Pesquisadores do Laboratório de Toxinologia Aplicada (LETA) do Instituto Butantan, órgão ligado à Secretaria de Estado da Saúde de São Paulo, identificaram que uma molécula do veneno do peixe niquim (Thalassophryne nattereri) é uma potencial aliada no tratamento da asma. Os achados foram publicados no periódico científico Cells.
Os autores observaram que essa molécula, que é peptídeo patenteado TnP, reduziu o número de células totais que causam inflamação e dano tecidual no pulmão.
O TnP foi descoberto em 2007 pela equipe das imunologistas brasileiras Carla Lima e Mônica Lopes Ferreira. O achado permitiu que o grupo criasse uma série de peptídeos sintéticos hoje patenteados no Brasil e em outros 12 países.
No estudo recente, as cientistas usaram camundongos de uma colônia do Instituto Butantan. Elas compararam grupos de animais com asma tratados com TnP e com dexametasona – fármaco comumente utilizado para tratar a doença – e animais não tratados.
As análises indicaram que, assim como no tratamento convencional, o peptídeo extraído do veneno do niquim reduziu em mais de 75% o número de células totais que causam inflamação e dano nos tecidos do pulmão. No caso dos eosinófilos, que são responsáveis pela inflamação em cerca de metade dos pacientes com asma, a redução foi de 100%.
Além disso, o TnP impediu a remodelação das vias aéreas e o aumento das células brônquicas produtoras de muco. Isso é fundamental para aliviar os sintomas da asma, a como a redução da função pulmonar e a obstrução do fluxo aéreo.
Também não foi identificado nenhum efeito adverso nos animais – algo que é incomum em terapias convencionais para a asma, que podem causar sintomas como taquicardia, agitação, dor de cabeça e tremores musculares.

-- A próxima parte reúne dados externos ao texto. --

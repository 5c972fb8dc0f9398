// SPDX-License-Identifier: BUSL-1.1
// Copyright (c) 2026 Alfred Jean LLC

//! Snapshot manifests.

use chrono::{DateTime, Utc};
use rvt_core::{ContentDigest, SnapshotId, SnapshotOrigin};
use serde::{Deserialize, Serialize};
use std::path::PathBuf;

/// One captured file. `blob` is the digest-named payload filename under
/// the snapshot's `blobs/` directory.
#[derive(Debug, Clone, PartialEq, Serialize, Deserialize)]
pub struct SnapshotEntry {
    pub path: PathBuf,
    pub mode: u32,
    pub uid: u32,
    pub gid: u32,
    pub size: u64,
    pub digest: ContentDigest,
    pub blob: String,
}

/// Snapshot metadata. Presence of a manifest implies every referenced
/// blob was fully written.
#[derive(Debug, Clone, PartialEq, Serialize, Deserialize)]
pub struct Manifest {
    pub id: SnapshotId,
    pub created_at_wall: DateTime<Utc>,
    /// Monotonic milliseconds since daemon start, for ordering captures
    /// across wall-clock steps.
    pub created_at_mono: u64,
    pub origin: SnapshotOrigin,
    #[serde(default, skip_serializing_if = "Option::is_none")]
    pub description: Option<String>,
    pub entries: Vec<SnapshotEntry>,
    /// Id reported by the whole-system snapshot tool, when one ran.
    /// Recorded for operator awareness; file entries stay the source of
    /// truth for restore.
    #[serde(default, skip_serializing_if = "Option::is_none")]
    pub system_snapshot_id: Option<String>,
}

impl Manifest {
    pub fn entry_for(&self, path: &std::path::Path) -> Option<&SnapshotEntry> {
        self.entries.iter().find(|e| e.path == path)
    }
}

#[cfg(test)]
mod tests {
    use super::*;
    use rvt_core::digest_bytes;

    #[test]
    fn manifest_round_trips() {
        let digest = digest_bytes(b"payload");
        let manifest = Manifest {
            id: SnapshotId::from_string("0000000001000-abcdef"),
            created_at_wall: Utc::now(),
            created_at_mono: 12_345,
            origin: SnapshotOrigin::Auto,
            description: None,
            entries: vec![SnapshotEntry {
                path: PathBuf::from("/etc/ssh/sshd_config"),
                mode: 0o644,
                uid: 0,
                gid: 0,
                size: 7,
                digest: digest.clone(),
                blob: digest.as_str().to_string(),
            }],
            system_snapshot_id: None,
        };

        let json = serde_json::to_string(&manifest).unwrap();
        let back: Manifest = serde_json::from_str(&json).unwrap();
        assert_eq!(back, manifest);
        assert!(back.entry_for(std::path::Path::new("/etc/ssh/sshd_config")).is_some());
    }

    #[test]
    fn optional_fields_are_omitted() {
        let manifest = Manifest {
            id: SnapshotId::from_string("0000000001000-abcdef"),
            created_at_wall: Utc::now(),
            created_at_mono: 0,
            origin: SnapshotOrigin::Manual,
            description: None,
            entries: vec![],
            system_snapshot_id: None,
        };
        let json = serde_json::to_string(&manifest).unwrap();
        assert!(!json.contains("description"));
        assert!(!json.contains("system_snapshot_id"));
    }
}
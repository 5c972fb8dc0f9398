// SPDX-License-Identifier: BUSL-1.1
// Copyright (c) 2026 Alfred Jean LLC

use super::*;
use std::fs;
use tempfile::TempDir;
use yare::parameterized;

fn fixture(os_release: &str, bins: &[&str]) -> TempDir {
    let root = TempDir::new().unwrap();
    fs::create_dir_all(root.path().join("etc")).unwrap();
    fs::write(root.path().join("etc/os-release"), os_release).unwrap();
    fs::create_dir_all(root.path().join("usr/bin")).unwrap();
    for bin in bins {
        fs::write(root.path().join("usr/bin").join(bin), "").unwrap();
    }
    root
}

#[test]
fn detects_debian_with_systemd() {
    let root = fixture(
        "ID=ubuntu\nID_LIKE=debian\nVERSION_ID=\"24.04\"\n",
        &["systemctl", "apt-get", "ufw", "netplan"],
    );
    let d = detect_at(root.path());

    assert_eq!(d.distro_family, DistroFamily::Debian);
    assert_eq!(d.distro_version, "24.04");
    assert_eq!(d.init_system, InitSystem::Systemd);
    assert_eq!(d.firewall_system, FirewallSystem::Ufw);
    assert_eq!(d.network_manager, NetworkManager::Netplan);
    assert_eq!(d.package_manager, PackageManager::Apt);
}

#[test]
fn empty_root_detects_nothing() {
    let root = TempDir::new().unwrap();
    let d = detect_at(root.path());

    assert_eq!(d.distro_family, DistroFamily::Unknown);
    assert_eq!(d.init_system, InitSystem::Unknown);
    assert_eq!(d.firewall_system, FirewallSystem::None);
}

#[parameterized(
    rocky = { "ID=rocky\n", DistroFamily::Redhat },
    alpine = { "ID=alpine\n", DistroFamily::Alpine },
    arch = { "ID=arch\n", DistroFamily::Arch },
    leap = { "ID=opensuse-leap\n", DistroFamily::Suse },
    unknown = { "ID=plan9\n", DistroFamily::Unknown },
)]
fn family_from_id(os_release: &str, family: DistroFamily) {
    let root = fixture(os_release, &[]);
    assert_eq!(detect_at(root.path()).distro_family, family);
}

#[test]
fn id_like_is_the_fallback() {
    let root = fixture("ID=pop\nID_LIKE=\"ubuntu debian\"\n", &[]);
    assert_eq!(detect_at(root.path()).distro_family, DistroFamily::Debian);
}

#[test]
fn firewalld_outranks_iptables() {
    let root = fixture("ID=centos\n", &["firewall-cmd", "iptables"]);
    assert_eq!(detect_at(root.path()).firewall_system, FirewallSystem::Firewalld);
}

#[test]
fn detection_is_deterministic() {
    let root = fixture("ID=debian\nVERSION_ID=12\n", &["systemctl"]);
    assert_eq!(detect_at(root.path()), detect_at(root.path()));
}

“Nós submetemos o veneno do peixe a uma cromatografia para identificar peptídeos e testamos várias moléculas. Essas toxinas provocam dor, edema, necrose. Até que chegamos a uma fração de peptídeos que não causava nenhuma ação danosa e isso nos chamou atenção. Esse tipo de descoberta é o outro lado da moeda”, comenta Lopes-Ferreira em nota de imprensa.

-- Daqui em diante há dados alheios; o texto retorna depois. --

// SPDX-License-Identifier: BUSL-1.1
// Copyright (c) 2026 Alfred Jean LLC

//! Snapshot surface specs: manual create/restore and retention.

use crate::prelude::*;
use serial_test::serial;

#[test]
#[serial]
fn manual_snapshot_roundtrip() {
    let mut host = Host::new(&[("ssh", "{etc}/ssh/*", 300, 30)]);
    let path = host.file("ssh/sshd_config", "generation 1\n");
    host.start();

    let created = host
        .revertit(&["snapshots", "create", "--description", "before maintenance"])
        .passes();
    let snapshot_id = created.stdout.trim().to_string();
    assert!(!snapshot_id.is_empty());

    host.revertit(&["snapshots", "list"])
        .passes()
        .stdout_has(&snapshot_id)
        .stdout_has("manual")
        .stdout_has("before maintenance");

    // edit and accept the change, then roll the file back manually
    host.file("ssh/sshd_config", "generation 2\n");
    host.wait_for_change("ssh_1");
    host.revertit(&["confirm", "ssh_1"]).passes();

    host.revertit(&["snapshots", "restore", &snapshot_id]).passes();
    assert_eq!(host.read(&path), "generation 1\n");
}

#[test]
#[serial]
fn restore_of_unknown_snapshot_exits_3() {
    let mut host = Host::new(&[("ssh", "{etc}/ssh/*", 300, 30)]);
    host.start();
    host.revertit(&["snapshots", "restore", "0000000000000-nope"]).exits(3);
}

#[test]
#[serial]
fn manual_snapshots_survive_retention() {
    let mut host = Host::new(&[("ssh", "{etc}/ssh/*", 300, 30)]);
    host.file("ssh/sshd_config", "v0\n");
    host.start();

    let manual = host.revertit(&["snapshots", "create"]).passes().stdout.trim().to_string();

    // churn: each confirmed edit leaves behind an unprotected auto
    // snapshot (the pre-change capture) once its baseline rotates
    for generation in 1..=4 {
        host.file("ssh/sshd_config", &format!("v{generation}\n"));
        let id = format!("ssh_{generation}");
        host.wait_for_change(&id);
        host.revertit(&["confirm", &id]).passes();
    }

    // max_snapshots=50 in config would keep everything; retention by
    // count is covered in the store's unit tests. Here the contract
    // under test is the manual snapshot surviving every sweep.
    std::thread::sleep(std::time::Duration::from_secs(2));
    host.revertit(&["snapshots", "list"]).passes().stdout_has(&manual);
}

Após os testes bem-sucedidos nos animais, a equipe da imunologista realizou o sequenciamento do TnP para identificar sua estrutura e permitir a produção de peptídeos sintéticos em laboratório. Assim, cientistas não dependem mais da extração do veneno do niquim, e podem testar as moléculas sintéticas em diferentes modelos de doenças.
A toxicidade do peptídeo também precisou ser testada no estudo. Para isso, os pesquisadores aplicaram a molécula em um peixe paulistinha (Danio rerio), que apresenta 70% de semelhança genética com humanos. Não houve registros de disfunções cardíacas nem problemas neurológicos causados pelo peptídeo após ele atravessar a barreira hematoencefálica dos animais do testudo.

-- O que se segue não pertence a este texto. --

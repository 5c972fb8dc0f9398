// SPDX-License-Identifier: BUSL-1.1
// Copyright (c) 2026 Alfred Jean LLC

//! revertit: CLI front-end for the RevertIT daemon.
//!
//! Exit codes: 0 success; 2 daemon unreachable; 3 change/snapshot not
//! found; 4 change not confirmable; non-zero from `test` when a
//! required capability is missing.

// Allow panic!/unwrap/expect in test code
#![cfg_attr(test, allow(clippy::panic))]
#![cfg_attr(test, allow(clippy::unwrap_used))]
#![cfg_attr(test, allow(clippy::expect_used))]

mod client;
mod exit_error;
mod output;

use clap::{Parser, Subcommand};
use client::{ClientError, DaemonClient};
use exit_error::{
    ExitError, EXIT_FAILURE, EXIT_NOT_CONFIRMABLE, EXIT_NOT_FOUND, EXIT_UNREACHABLE,
};
use rvt_daemon::{ChangeFilter, ErrorKind, Payload, Request};

#[derive(Parser)]
#[command(name = "revertit", version, about = "Control the RevertIT safety daemon")]
struct Cli {
    #[command(subcommand)]
    command: Command,
}

#[derive(Subcommand)]
enum Command {
    /// Daemon status (exit 0 when reachable, 2 otherwise)
    Status,
    /// List open and grace-state changes
    Timeouts,
    /// Full detail for one change (JSON)
    Show { change_id: String },
    /// Accept a pending change; its content becomes the new baseline
    Confirm { change_id: String },
    /// Reject a pending change and revert it immediately
    Cancel { change_id: String },
    /// Snapshot operations
    Snapshots {
        #[command(subcommand)]
        command: SnapshotCommand,
    },
    /// Probe daemon capabilities; machine-readable report on stdout
    Test,
}

#[derive(Subcommand)]
enum SnapshotCommand {
    /// List snapshots, newest first
    List,
    /// Capture a manual snapshot of every watched path
    Create {
        #[arg(long)]
        description: Option<String>,
    },
    /// Restore a snapshot's files (outside the change lifecycle)
    Restore { snapshot_id: String },
}

#[tokio::main]
async fn main() {
    let cli = Cli::parse();
    match run(cli.command).await {
        Ok(()) => {}
        Err(e) => {
            eprintln!("error: {e}");
            std::process::exit(e.code);
        }
    }
}

async fn run(command: Command) -> Result<(), ExitError> {
    let mut client = DaemonClient::connect().await.map_err(unreachable_error)?;

    match command {
        Command::Status => {
            let response = request(&mut client, Request::Status).await?;
            if let Payload::Status(status) = response {
                print!("{}", output::render_status(&status));
            }
        }
        Command::Timeouts => {
            let response =
                request(&mut client, Request::ListChanges { filter: ChangeFilter::Active })
                    .await?;
            if let Payload::Changes { changes } = response {
                print!("{}", output::render_changes(&changes));
            }
        }
        Command::Show { change_id } => {
            let response = request(&mut client, Request::ShowChange { change_id }).await?;
            if let Payload::Change(detail) = response {
                println!(
                    "{}",
                    serde_json::to_string_pretty(&detail)
                        .map_err(|e| ExitError::new(EXIT_FAILURE, e.to_string()))?
                );
            }
        }
        Command::Confirm { change_id } => {
            request(&mut client, Request::Confirm { change_id: change_id.clone() }).await?;
            println!("{change_id} confirmed");
        }
        Command::Cancel { change_id } => {
            request(&mut client, Request::Cancel { change_id: change_id.clone() }).await?;
            println!("{change_id} cancelled, reverting");
        }
        Command::Snapshots { command } => match command {
            SnapshotCommand::List => {
                let response = request(&mut client, Request::SnapshotsList).await?;
                if let Payload::Snapshots { snapshots } = response {
                    print!("{}", output::render_snapshots(&snapshots));
                }
            }
            SnapshotCommand::Create { description } => {
                let response =
                    request(&mut client, Request::SnapshotsCreate { description }).await?;
                if let Payload::SnapshotCreated { snapshot_id } = response {
                    println!("{snapshot_id}");
                }
            }
            SnapshotCommand::Restore { snapshot_id } => {
                let response =
                    request(&mut client, Request::SnapshotsRestore { snapshot_id }).await?;
                if let Payload::SnapshotRestored { snapshot_id, files } = response {
                    println!("{snapshot_id}: {files} file(s) restored");
                }
            }
        },
        Command::Test => {
            let response = request(&mut client, Request::SelfTest).await?;
            if let Payload::SelfTest(report) = response {
                // machine-readable contract: JSON on stdout
                println!(
                    "{}",
                    serde_json::to_string_pretty(&report)
                        .map_err(|e| ExitError::new(EXIT_FAILURE, e.to_string()))?
                );
                if !report.ok {
                    return Err(ExitError::new(
                        EXIT_FAILURE,
                        "required capabilities missing",
                    ));
                }
            }
        }
    }
    Ok(())
}

async fn request(client: &mut DaemonClient, req: Request) -> Result<Payload, ExitError> {
    client.request(req).await.map_err(|e| match e {
        ClientError::Daemon { kind: ErrorKind::NotFound, message } => {
            ExitError::new(EXIT_NOT_FOUND, message)
        }
        ClientError::Daemon { kind: ErrorKind::NotConfirmable, message } => {
            ExitError::new(EXIT_NOT_CONFIRMABLE, message)
        }
        ClientError::Daemon { message, .. } => ExitError::new(EXIT_FAILURE, message),
        other => ExitError::new(EXIT_UNREACHABLE, other.to_string()),
    })
}

fn unreachable_error(e: ClientError) -> ExitError {
    ExitError::new(EXIT_UNREACHABLE, e.to_string())
}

O veneno do niquim já vinha sendo estudado pelo Butantan desde 1996. Predominante nas regiões Norte e Nordeste do país, o peixe costuma se esconder em buracos na areia, sendo capaz de sobreviver por até 18 horas fora d’água. O contato com seus espinhos causa dor aguda, sensação de queimação, inchaço e necrose.
Para além do tratamento da asma, um estudo publicado em 2017 na revista PLOS One apontou que o TnP tem potencial na terapia para a esclerose múltipla, atrasando o aparecimento dos sintomas da doença e reduzindo a gravidade dela em camundongos. A próxima etapa dos estudos sobre o peptídeo, segundo Lopes-Ferreira, é testá-lo como tratamento em modelos de doenças oculares.